Nanomechanics of phospholipid bilayer failure under strip biaxial stretching using molecular dynamics
MA Murphy and MF Horstemeyer and SR Gwaltney and T Stone and M LaPlaca and J Liao and L Williams and R Prabhu, MODELLING AND SIMULATION IN MATERIALS SCIENCE AND ENGINEERING, 24, 055008 (2016).
DOI: 10.1088/0965-0393/24/5/055008
The current study presents a nanoscale in silico investigation of strain rate dependency of membrane (phospholipid bilayer) failure when placed under strip biaxial tension with two planar areas.
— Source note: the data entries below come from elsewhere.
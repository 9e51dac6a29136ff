//! Entity names accepted on the command line, and filter parsing.

use color_eyre::{eyre::eyre, Result};

use crate::cache::Filters;

#[derive(Debug, Clone, Copy, PartialEq, Eq)]
pub enum EntityKind {
  Employees,
  Projects,
  Invoices,
  Departments,
  ContractTypes,
  Users,
}

#[derive(Debug, Clone)]
pub struct EntityName {
  pub kind: EntityKind,
  pub name: &'static str,
  pub aliases: &'static [&'static str],
}

/// All entity types the client manages
pub const ENTITIES: &[EntityName] = &[
  EntityName {
    kind: EntityKind::Employees,
    name: "employees",
    aliases: &["e", "employee", "emp"],
  },
  EntityName {
    kind: EntityKind::Projects,
    name: "projects",
    aliases: &["p", "project"],
  },
  EntityName {
    kind: EntityKind::Invoices,
    name: "invoices",
    aliases: &["i", "invoice", "inv"],
  },
  EntityName {
    kind: EntityKind::Departments,
    name: "departments",
    aliases: &["d", "department", "dept"],
  },
  EntityName {
    kind: EntityKind::ContractTypes,
    name: "contract-types",
    aliases: &["c", "contract-type", "contract_types", "contracts"],
  },
  EntityName {
    kind: EntityKind::Users,
    name: "users",
    aliases: &["u", "user"],
  },
];

/// Resolve an entity name, alias, or unambiguous prefix.
pub fn resolve_entity(input: &str) -> Result<EntityKind> {
  let input = input.trim().to_lowercase();

  if let Some(entity) = ENTITIES
    .iter()
    .find(|e| e.name == input || e.aliases.contains(&input.as_str()))
  {
    return Ok(entity.kind);
  }

  let prefixed: Vec<&EntityName> = ENTITIES
    .iter()
    .filter(|e| !input.is_empty() && e.name.starts_with(&input))
    .collect();

  match prefixed.as_slice() {
    [entity] => Ok(entity.kind),
    [] => Err(eyre!(
      "Unknown entity '{}'. Expected one of: {}",
      input,
      entity_names().join(", ")
    )),
    many => Err(eyre!(
      "Ambiguous entity '{}': {}",
      input,
      many.iter().map(|e| e.name).collect::<Vec<_>>().join(", ")
    )),
  }
}

pub fn entity_names() -> Vec<&'static str> {
  ENTITIES.iter().map(|e| e.name).collect()
}

/// Parse `key=value` filter arguments.
pub fn parse_filters(args: &[String]) -> Result<Filters> {
  let mut filters = Filters::new();
  for arg in args {
    let (key, value) = arg
      .split_once('=')
      .ok_or_else(|| eyre!("Invalid filter '{}', expected key=value", arg))?;
    let key = key.trim();
    if key.is_empty() {
      return Err(eyre!("Invalid filter '{}', empty key", arg));
    }
    filters.insert(key.to_string(), value.trim().to_string());
  }
  Ok(filters)
}

#[cfg(test)]
mod tests {
  use super::*;

  #[test]
  fn test_exact_match() {
    assert_eq!(resolve_entity("invoices").unwrap(), EntityKind::Invoices);
    assert_eq!(resolve_entity("Contract-Types").unwrap(), EntityKind::ContractTypes);
  }

  #[test]
  fn test_alias_match() {
    assert_eq!(resolve_entity("emp").unwrap(), EntityKind::Employees);
    assert_eq!(resolve_entity("contract_types").unwrap(), EntityKind::ContractTypes);
  }

  #[test]
  fn test_prefix_match() {
    assert_eq!(resolve_entity("proj").unwrap(), EntityKind::Projects);
    assert_eq!(resolve_entity("dep").unwrap(), EntityKind::Departments);
  }

  #[test]
  fn test_unknown_entity() {
    let err = resolve_entity("budgets").unwrap_err();
    assert!(err.to_string().contains("Unknown entity 'budgets'"));
    assert!(resolve_entity("").is_err());
  }

  #[test]
  fn test_parse_filters() {
    let filters = parse_filters(&[
      "status=active".to_string(),
      "department_id = 3".to_string(),
    ])
    .unwrap();
    assert_eq!(filters.get("status").map(String::as_str), Some("active"));
    assert_eq!(filters.get("department_id").map(String::as_str), Some("3"));

    assert!(parse_filters(&["status".to_string()]).is_err());
    assert!(parse_filters(&["=x".to_string()]).is_err());
  }
}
The nanoscale simulations were conducted in the context of a multiscale modelling framework in which the macroscale damage (pore volume fraction) progression is delineated into pore nucleation (number density of pores), pore growth (size of pores), and pore coalescence (inverse of nearest neighbor distance) mechanisms. As such, the number density, area fraction, and nearest neighbor distances were quantified in association with the stress-strain behavior. Deformations of a 1-palmitoyl-2-oleoyl- phosphatidylcholine (POPC) bilayer were performed using molecular dynamics to simulate mechanoporation of a neuronal cell membrane due to injury, which in turn can result in long-term detrimental effects that could ultimately lead to cell death. Structures with 72 and 144 phospholipids were subjected to strip biaxial tensile deformations at multiple strain rates. Formation of a water bridge through the phospholipid bilayer was the metric to indicate structural failure. Both the larger and smaller bilayers had similar behavior regarding pore nucleation and the strain rate effect on pore growth post water penetration. The applied strain rates, planar area, and cross-sectional area had no effect on the von Mises strains at which pores greater than 0.1 nm(2) were detected (0.509 +/- 7.8%) or the von Mises strain at failure (epsilon(failure) = 0.68 +/- 4.8%). Additionally, changes in bilayer planar and cross-sectional areas did not affect the stress response. However, as the strain rate increased from 2.0 x 10(8) s(-1) to 1.0 x 10(9) s(-1), the yield stress increased from 26.5 MPa to 66.7 MPa and the yield strain increased from 0.056 to 0.226.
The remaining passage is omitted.